Parmi tous les candidats français, Nicolas Sarkozy est le plus véhément à vouloir exclure de la communauté nationale les citoyens qui ne sont pas de pure souche, bien qu’il soit lui-même d’origine hongroise, grecque et juive. Mais pour rivaliser avec le Front national, dont c’est la chanson depuis cinquante ans, Nicolas Sarkozy distingue désormais les Français dont les ancêtres seraient les Gaulois et les autres. Outre-Atlantique, c’est Donald Trump qui s’inscrit dans une tradition « nativiste » comparable. Après avoir expliqué qu’Obama n’était pas américain puis laissé entendre qu’il serait musulman, il propose maintenant d’interdire toute immigration musulmane et latino-américaine. Il est clair pour Trump et ses disciples que l’Amérique authentique est blanche et chrétienne.
On comprend, sans l’accepter, que ces discours identitaires — comme ceux des Anglais anti-européens, des Ecossais, des Basques, des Corses et des Catalans indépendantistes — mobilisent les instincts tribaux, les pulsions élémentaires à caractère racial, la fierté de ses prétendues racines, la pureté présumée du sang et l’exclusion de l’Autre, perçu et rejeté comme Barbare. Ces pulsions sont évidemment sans relation avec la réalité, ethnique, culturelle et historique.

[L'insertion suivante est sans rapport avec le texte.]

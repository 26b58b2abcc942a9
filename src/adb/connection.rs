//! ADB command plumbing and device discovery.

use tokio::process::Command;

use crate::device::DeviceError;

/// Type of ADB connection.
#[derive(Debug, Clone, PartialEq, Eq)]
pub enum ConnectionType {
    Usb,
    Wifi,
    Remote,
}

/// Information about a connected device.
#[derive(Debug, Clone)]
pub struct DeviceInfo {
    pub device_id: String,
    pub status: String,
    pub connection_type: ConnectionType,
    pub model: Option<String>,
}

/// Captured output of one ADB invocation.
#[derive(Debug, Clone)]
pub struct CommandOutput {
    pub success: bool,
    pub stdout: String,
    pub stderr: String,
}

impl CommandOutput {
    /// Stdout and stderr joined, as ADB prints some results on stderr.
    pub fn combined(&self) -> String {
        format!("{}{}", self.stdout, self.stderr)
    }
}

/// Runs ADB commands against one device (or the only attached one).
#[derive(Debug, Clone)]
pub struct AdbConnection {
    adb_path: String,
    device_id: Option<String>,
}

impl Default for AdbConnection {
    fn default() -> Self {
        Self::new()
    }
}

impl AdbConnection {
    /// Use `adb` from `PATH` and the default device.
    pub fn new() -> Self {
        Self {
            adb_path: "adb".to_string(),
            device_id: None,
        }
    }

    /// Use a custom ADB binary.
    pub fn with_path(mut self, adb_path: impl Into<String>) -> Self {
        self.adb_path = adb_path.into();
        self
    }

    /// Target a specific device serial.
    pub fn with_device_id(mut self, device_id: impl Into<String>) -> Self {
        self.device_id = Some(device_id.into());
        self
    }

    pub fn device_id(&self) -> Option<&str> {
        self.device_id.as_deref()
    }

    /// Command prefix with the optional device specifier.
    pub fn prefix(&self) -> Vec<String> {
        let mut prefix = vec![self.adb_path.clone()];
        if let Some(id) = &self.device_id {
            prefix.push("-s".to_string());
            prefix.push(id.clone());
        }
        prefix
    }

    /// Run `adb [-s id] <args>`.
    pub async fn run(&self, args: &[&str]) -> Result<CommandOutput, DeviceError> {
        let prefix = self.prefix();
        let output = Command::new(&prefix[0])
            .args(&prefix[1..])
            .args(args)
            .output()
            .await?;

        Ok(CommandOutput {
            success: output.status.success(),
            stdout: String::from_utf8_lossy(&output.stdout).into_owned(),
            stderr: String::from_utf8_lossy(&output.stderr).into_owned(),
        })
    }

    /// Run `adb shell <args>` and fail on a non-zero exit status.
    pub async fn shell(&self, args: &[&str]) -> Result<CommandOutput, DeviceError> {
        let mut full = vec!["shell"];
        full.extend_from_slice(args);
        let output = self.run(&full).await?;
        if !output.success {
            return Err(DeviceError::CommandFailed(format!(
                "adb shell {}: {}",
                args.join(" "),
                output.combined().trim()
            )));
        }
        Ok(output)
    }

    /// List all connected devices.
    pub async fn list_devices(&self) -> Result<Vec<DeviceInfo>, DeviceError> {
        let output = Command::new(&self.adb_path)
            .args(["devices", "-l"])
            .output()
            .await?;
        Ok(parse_device_list(&String::from_utf8_lossy(&output.stdout)))
    }
}

fn parse_device_list(stdout: &str) -> Vec<DeviceInfo> {
    let mut devices = Vec::new();

    for line in stdout.lines().skip(1) {
        let parts: Vec<&str> = line.split_whitespace().collect();
        if parts.len() < 2 {
            continue;
        }

        let device_id = parts[0].to_string();
        let connection_type = if device_id.contains(':') {
            ConnectionType::Remote
        } else if parts.iter().any(|p| p.starts_with("usb:")) {
            ConnectionType::Usb
        } else {
            ConnectionType::Wifi
        };

        let model = parts
            .iter()
            .find(|p| p.starts_with("model:"))
            .map(|m| m.trim_start_matches("model:").to_string());

        devices.push(DeviceInfo {
            device_id,
            status: parts[1].to_string(),
            connection_type,
            model,
        });
    }

    devices
}

#[cfg(test)]
mod tests {
    use super::*;

    #[test]
    fn test_prefix() {
        assert_eq!(AdbConnection::new().prefix(), vec!["adb"]);

        let conn = AdbConnection::new()
            .with_path("/opt/adb")
            .with_device_id("device123");
        assert_eq!(conn.prefix(), vec!["/opt/adb", "-s", "device123"]);
    }

    #[test]
    fn test_parse_device_list() {
        let stdout = "List of devices attached\n\
            R58M123 device usb:1-1 product:a52 model:SM_A525F device:a52q\n\
            192.168.1.20:5555 device product:x model:Pixel_7\n\
            \n";
        let devices = parse_device_list(stdout);
        assert_eq!(devices.len(), 2);
        assert_eq!(devices[0].connection_type, ConnectionType::Usb);
        assert_eq!(devices[0].model.as_deref(), Some("SM_A525F"));
        assert_eq!(devices[1].connection_type, ConnectionType::Remote);
    }
}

Ainsi Nicolas Sarkozy a-t-il provoqué une tempête de controverses autour de l’origine prétendument gauloise des Français. Cette hypothèse est particulièrement folle : depuis la conquête de Jules César il y a plus de deux mille ans, la Gaule a été envahie à maintes reprises et a reçu les influences de nombreux peuples germaniques successifs. Le Gaulois, d’ailleurs, n’est apparu en France comme emblème identitaire qu’à la fin du XIXe siècle. Imagine-t-on Louis XIV se réclamant des Gaulois ? Il se voyait, tout comme Napoléon, comme le continuateur de la tradition impériale gréco-romaine. Pareillement, les Américains ne sont que blancs si l’on fait abstraction des Indiens qui les ont précédés, des Noirs et des Mexicains arrivés aux Etats-Unis bien avant les ancêtres de Donald Trump.
En vérité, les nations occidentales modernes n’ont pas de lignage ethnique mais seulement institutionnel. L’état de droit, nos lois et nos mœurs ; nous devons beaucoup à l’Empire romain. Au lieu d’exhumer des identités factices — gauloises, celtes ou autres — , on envisagera que nous sommes toujours romains, parce que l’Empire romain n’a jamais disparu. Il est d’usage de dater la chute de l’Empire romain avec la prise de Rome par les Wisigoths en 410 — ou, selon Edward Gibbon au XVIIIe siècle, avec la prise de Constantinople par les Ottomans en 1453. Mais les Wisigoths et les Ottomans, me semble-t-il, sont vite devenus romains. Le sultan, tout comme le tsar de Russie, se considérait comme l’héritier de Rome. Charlemagne lui-même, roi des Francs, se fit couronner Imperator Romanorum (« Empereur des Romains »). Rome a conquis ses conquérants. L’Eglise catholique, elle aussi, est romaine dans son appellation comme dans ses rites, le Pape reprenant les pouvoirs et les attributs du Pontifex Maximus, le grand pontife de la Rome antique.
Si Rome ne meurt jamais mais se métamorphose, c’est parce qu’elle est la négation même du culte des racines et de l’identité. Bien des empereurs romains ne sont pas de Rome : Trajan et Hadrien naquirent en Espagne, Constantin en Serbie, Septime Sévère en Libye. Les Romains étaient cosmopolites, occidentaux et européens avant que ces termes n’apparaissent dans le vocabulaire moderne. Ils avaient compris que l’on ne peut pas définir un Empire ni un Etat par l’ethnicité, parce qu’un citoyen est avant tout celui ou celle qui respecte les lois, quels que soient la couleur de sa peau, sa langue, ses mœurs ou son lieu de naissance.
En 212, l’édit de Caracalla accorde la citoyenneté romaine à tout homme libre de l’Empire, une citoyenneté héréditaire, transmise par filiation et par adoption. Plutôt que d’exalter le barbare gaulois qui vit en nous, il me paraît que réveiller le Romain permettrait de renouer avec qui nous sommes réellement. Nous pourrions même aller jusqu’à restaurer ce qui fut un temps la Paix romaine, la capacité de vivre ensemble, différents sans aucun doute, mais tous respectueux des mêmes lois.